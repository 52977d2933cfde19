//! A migrated temporary database with a pool and the runtime that drives it.

use std::future::Future;

use finlead::outbound::persistence::{DbPool, PoolConfig};
use pg_embedded_setup_unpriv::TemporaryDatabase;
use tokio::runtime::Runtime;

use super::{provision_template_database, shared_cluster};

/// Field order matters: the pool must close before the database is dropped.
pub struct DatabaseContext {
    pub runtime: Runtime,
    pub pool: DbPool,
    pub database_url: String,
    _database: TemporaryDatabase,
}

impl DatabaseContext {
    /// Drive `future` to completion on the context runtime.
    pub fn block_on<F: Future>(&self, future: F) -> F::Output {
        self.runtime.block_on(future)
    }
}

/// Provision a fresh database from the shared cluster and open a small pool.
pub fn setup_database_context() -> Result<DatabaseContext, String> {
    let runtime = Runtime::new().map_err(|err| err.to_string())?;
    let cluster = shared_cluster()?;
    let database = provision_template_database(cluster)?;
    let database_url = database.url().to_string();

    let config = PoolConfig::new(database_url.as_str())
        .with_max_size(2)
        .with_min_idle(Some(1));
    let pool = runtime
        .block_on(async { DbPool::new(config).await })
        .map_err(|err| err.to_string())?;

    Ok(DatabaseContext {
        runtime,
        pool,
        database_url,
        _database: database,
    })
}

════════════════

Task to complete:
Could you copy every line from the records that mentions the word "DbPool"?

Answer section:
use finlead::outbound::persistence::{DbPool, PoolConfig};
    pub pool: DbPool,
        .block_on(async { DbPool::new(config).await })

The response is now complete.